Caesarean section (CS) is one of the vital interventions to save lives of mothers and babies at the time of life-threatening complications during pregnancy and child birth [1]. There is a growing public health concern that population-based CS rates in some countries have reached above the WHO recommended level [2, 3]. Nonmedical factors such as monetary incentives for health care providers and patient preferences are suggested to be key factors for unnecessary CS [4].

Government of Nepal (GoN) aims to reduce maternal and child mortality at the critical time of childbirth by ensuring basic emergency obstetric and newborn care and comprehensive emergency obstetric and newborn care services to all women who need it [5]. Nepal Health Sector strategy has highlighted equitable access to health services and leaving no one behind as one of the major foci of health sector [6]. Additionally, in line with sustainable development goals, GoN strives to reduce maternal mortality ratio to less than 70 per 100,000 live births and to reduce newborns and children deaths due to preventable causes to below one percent [7]. It is critical to have an easy access to emergency obstetric and newborn care to achieve these goals.

Nepal’s Safe Motherhood Program has been operational since 1997 with the aim of reducing maternal and newborn mortality. Nepal introduced maternity incentive scheme in 2005 (popularly known as Aama Program) to reduce financial barriers to reach health facility for institutional delivery. Additionally, GoN has rolled out free delivery care including CS nationwide by abolishing all user fees since 2009 from accredited facilities [8]. Furthermore, current Aama Program provides a cash incentive of NPR 3,000 (USD 30 approximately) in mountain districts, NPR 2,000 (USD 20 approximately) in Hill districts, and NPR 1,000 (USD 10 approximately) in Terai districts to women delivering at health institutions [9]. This also includes NPR 800 (USD 8 approximately) for women who completed four antenatal cares as per GoN protocol. Health facilities also receive a case-based payment for providing free delivery according to the type of delivery (normal deliveries: USD 10 for HFs below 25 beds and USD 15 for HFs above 25 beds; complicated deliveries: USD 30 and CS: USD 70) [1012]. Moreover, GoN has established an emergency referral fund in order to airlift women from geographically remote regions to referral centers in case of complications [5]. As a result of these demand-side and supply-side policies, institutional deliveries in Nepal have considerably increased from 9% in 1996 [13] to 57% in 2016 [14]. However, given the geographical diversity and sociocultural barriers, reaching poor, marginalized, uneducated, and women living in the remote and rural areas is still a big concern [15, 16]. Furthermore, Mehata et al. showed significant inequalities in CS in Nepal by place of residence, wealth quintile, age of the mother, educational status, and caste/ethnicity [17].
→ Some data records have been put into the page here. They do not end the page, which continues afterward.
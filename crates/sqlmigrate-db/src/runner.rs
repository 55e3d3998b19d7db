use std::collections::BTreeSet;
use std::sync::atomic::{AtomicBool, Ordering};
use std::sync::{Arc, Mutex, MutexGuard};

use serde::Serialize;
use sqlmigrate_common::{Dialect, Error, MigrationId, Phase, Result};
use tracing::{debug, info, warn};

use crate::backend::{Database, Transaction};
use crate::migration::Migration;
use crate::registry::Registry;
use crate::version_store::VersionStore;

/// Outcome of a successful [`Runner::run`].
#[derive(Debug, Clone, Default, PartialEq, Eq, Serialize)]
pub struct RunReport {
    /// Highest id applied with no gap below it when the run started.
    pub resume_point: Option<MigrationId>,
    /// Migrations applied by this run, in order.
    pub applied: Vec<MigrationId>,
    /// Registered migrations left alone because they were already recorded.
    pub skipped: Vec<MigrationId>,
}

impl RunReport {
    pub fn is_noop(&self) -> bool {
        self.applied.is_empty()
    }
}

#[derive(Debug, Clone, Copy, PartialEq, Eq, Serialize)]
#[serde(rename_all = "lowercase")]
pub enum MigrationState {
    Pending,
    Applied,
}

#[derive(Debug, Clone, PartialEq, Eq, Serialize)]
pub struct MigrationStatus {
    pub id: MigrationId,
    pub name: String,
    pub state: MigrationState,
    pub revertible: bool,
}

/// Applies the migrations of a [`Registry`] in order, each in its own
/// transaction, skipping those already recorded in the [`VersionStore`].
///
/// The internal lock only serialises calls made through this instance. Two
/// processes migrating the same database are not coordinated.
pub struct Runner {
    registry: Registry,
    store: VersionStore,
    lock: Mutex<()>,
    cancel: Option<Arc<AtomicBool>>,
}

impl Runner {
    pub fn new(registry: Registry) -> Self {
        Self {
            registry,
            store: VersionStore::default(),
            lock: Mutex::new(()),
            cancel: None,
        }
    }

    pub fn with_store(mut self, store: VersionStore) -> Self {
        self.store = store;
        self
    }

    /// Stop before the next pending migration once `flag` is set. A migration
    /// that has already started always runs to completion.
    pub fn with_cancel_flag(mut self, flag: Arc<AtomicBool>) -> Self {
        self.cancel = Some(flag);
        self
    }

    pub fn registry(&self) -> &Registry {
        &self.registry
    }

    pub fn store(&self) -> &VersionStore {
        &self.store
    }

    fn lock(&self) -> Result<MutexGuard<'_, ()>> {
        self.lock.lock().map_err(|_| Error::LockPoisoned)
    }

    fn is_cancelled(&self) -> bool {
        self.cancel
            .as_ref()
            .is_some_and(|flag| flag.load(Ordering::SeqCst))
    }

    /// Apply every pending migration. Stops at the first failure; migrations
    /// committed before it stay committed and the next run resumes at it.
    pub fn run<D: Database>(&self, db: &mut D, dialect: Dialect) -> Result<RunReport> {
        let _guard = self.lock()?;

        self.store.ensure_schema(db, dialect)?;
        let applied = self.store.applied_ids(db, dialect)?;
        let resume = resume_point(&applied);
        self.warn_unregistered(&applied);

        info!(
            "running migrations: {} registered, {} recorded, resuming after {}",
            self.registry.len(),
            applied.len(),
            resume.map_or_else(|| "none".to_string(), |id| id.to_string()),
        );

        let mut report = RunReport {
            resume_point: resume,
            ..RunReport::default()
        };

        for migration in self.registry.migrations() {
            let id = migration.id();
            if applied.contains(&id) {
                if resume.is_none_or(|r| id > r) {
                    warn!(
                        "migration {id} ({}) is recorded but an earlier one is not; skipping",
                        migration.name()
                    );
                } else {
                    debug!("migration {id} ({}) already applied", migration.name());
                }
                report.skipped.push(id);
                continue;
            }

            if self.is_cancelled() {
                info!("run cancelled before migration {id}");
                return Err(Error::Cancelled { next: id });
            }

            self.apply_one(db, dialect, migration)?;
            report.applied.push(id);
        }

        if report.is_noop() {
            info!("no pending migrations");
        } else {
            info!("applied {} migration(s)", report.applied.len());
        }
        Ok(report)
    }

    fn apply_one<D: Database>(
        &self,
        db: &mut D,
        dialect: Dialect,
        migration: &Migration,
    ) -> Result<()> {
        let id = migration.id();
        debug!("applying migration {id} ({})", migration.name());

        let tx = db.begin().map_err(|source| Error::Execution {
            id,
            phase: Phase::Begin,
            source,
        })?;

        if let Err(source) = migration.apply(&tx) {
            rollback(tx, id);
            return Err(Error::Execution {
                id,
                phase: Phase::Apply,
                source,
            });
        }

        if let Err(e) = self.store.mark_applied(&tx, dialect, id) {
            rollback(tx, id);
            return Err(e);
        }

        tx.commit().map_err(|source| Error::Commit { id, source })?;
        info!("applied migration {id} ({})", migration.name());
        Ok(())
    }

    /// Revert the most recently applied migration. Returns the reverted id, or
    /// `None` when nothing is recorded.
    pub fn revert_last<D: Database>(
        &self,
        db: &mut D,
        dialect: Dialect,
    ) -> Result<Option<MigrationId>> {
        let _guard = self.lock()?;

        self.store.ensure_schema(db, dialect)?;
        let applied = self.store.applied_ids(db, dialect)?;
        let Some(latest) = applied.last().copied() else {
            info!("no applied migrations to revert");
            return Ok(None);
        };

        self.revert_one(db, dialect, latest)?;
        Ok(Some(latest))
    }

    /// Revert `id`, which must be the most recently applied migration.
    pub fn revert<D: Database>(
        &self,
        db: &mut D,
        dialect: Dialect,
        id: MigrationId,
    ) -> Result<()> {
        let _guard = self.lock()?;

        self.store.ensure_schema(db, dialect)?;
        let applied = self.store.applied_ids(db, dialect)?;
        if !applied.contains(&id) {
            return Err(Error::NotApplied { id });
        }
        if let Some(&latest) = applied.last()
            && latest != id
        {
            return Err(Error::NotLatest { id, latest });
        }

        self.revert_one(db, dialect, id)
    }

    fn revert_one<D: Database>(
        &self,
        db: &mut D,
        dialect: Dialect,
        id: MigrationId,
    ) -> Result<()> {
        let migration = self
            .registry
            .get(id)
            .ok_or(Error::UnknownMigration { id })?;
        if !migration.is_revertible() {
            return Err(Error::NotRevertible { id });
        }
        debug!("reverting migration {id} ({})", migration.name());

        let tx = db.begin().map_err(|source| Error::Execution {
            id,
            phase: Phase::Begin,
            source,
        })?;

        if let Err(source) = migration.revert(&tx) {
            rollback(tx, id);
            return Err(Error::Execution {
                id,
                phase: Phase::Revert,
                source,
            });
        }

        if let Err(e) = self.store.mark_reverted(&tx, dialect, id) {
            rollback(tx, id);
            return Err(e);
        }

        tx.commit().map_err(|source| Error::Commit { id, source })?;
        info!("reverted migration {id} ({})", migration.name());
        Ok(())
    }

    /// Applied/pending state of every registered migration.
    pub fn status<D: Database>(
        &self,
        db: &mut D,
        dialect: Dialect,
    ) -> Result<Vec<MigrationStatus>> {
        let _guard = self.lock()?;

        self.store.ensure_schema(db, dialect)?;
        let applied = self.store.applied_ids(db, dialect)?;
        self.warn_unregistered(&applied);

        Ok(self
            .registry
            .migrations()
            .iter()
            .map(|m| MigrationStatus {
                id: m.id(),
                name: m.name().to_string(),
                state: if applied.contains(&m.id()) {
                    MigrationState::Applied
                } else {
                    MigrationState::Pending
                },
                revertible: m.is_revertible(),
            })
            .collect())
    }

    fn warn_unregistered(&self, applied: &BTreeSet<MigrationId>) {
        for id in applied.iter().filter(|id| id.index() >= self.registry.len()) {
            warn!("database records migration {id}, which is not registered");
        }
    }
}

/// Highest id `k` such that every id in `0..=k` is applied.
pub fn resume_point(applied: &BTreeSet<MigrationId>) -> Option<MigrationId> {
    let mut resume = None;
    for (expected, &id) in applied.iter().enumerate() {
        if id.index() != expected {
            break;
        }
        resume = Some(id);
    }
    resume
}

fn rollback<T: Transaction>(tx: T, id: MigrationId) {
    if let Err(e) = tx.rollback() {
        warn!("rollback of migration {id} failed: {e}");
    }
}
CS are not easily accessible to women from marginalized sections of the communities and those living in remote areas even when there is a strong medical indication [18]. Simultaneously, unnecessary use is common in private hospitals [3], urban areas [19], and among higher educated mothers [20]. Although an increasing number of private and community hospitals are now implementing Aama program, charging fees for CS is common [21]. In resource-poor settings such as Nepal, poor quality of obstetric care (lack of support and monitoring of child birth process, lack of pain management) resulting in less confidence to health care is thought to have increased demand for CS among upper and middle class women [22, 23]. Since private hospitals in Nepal are hitherto largely unregulated, high CS rate in private hospitals may be the result of “on-demand” or “provider-initiated” for monetary incentives [16, 24]. Additionally, there is a poor readiness of care in public hospitals to provide CS as indicated by considerable time lag between indication for CS and performance of CS [25] and maternity service users’ least satisfaction with the cleanliness of health facilities [26]. Another longitudinal study from Western Nepal reported lower scores on amenities and interpersonal aspects in public hospitals compared to private hospitals from service user perception [27].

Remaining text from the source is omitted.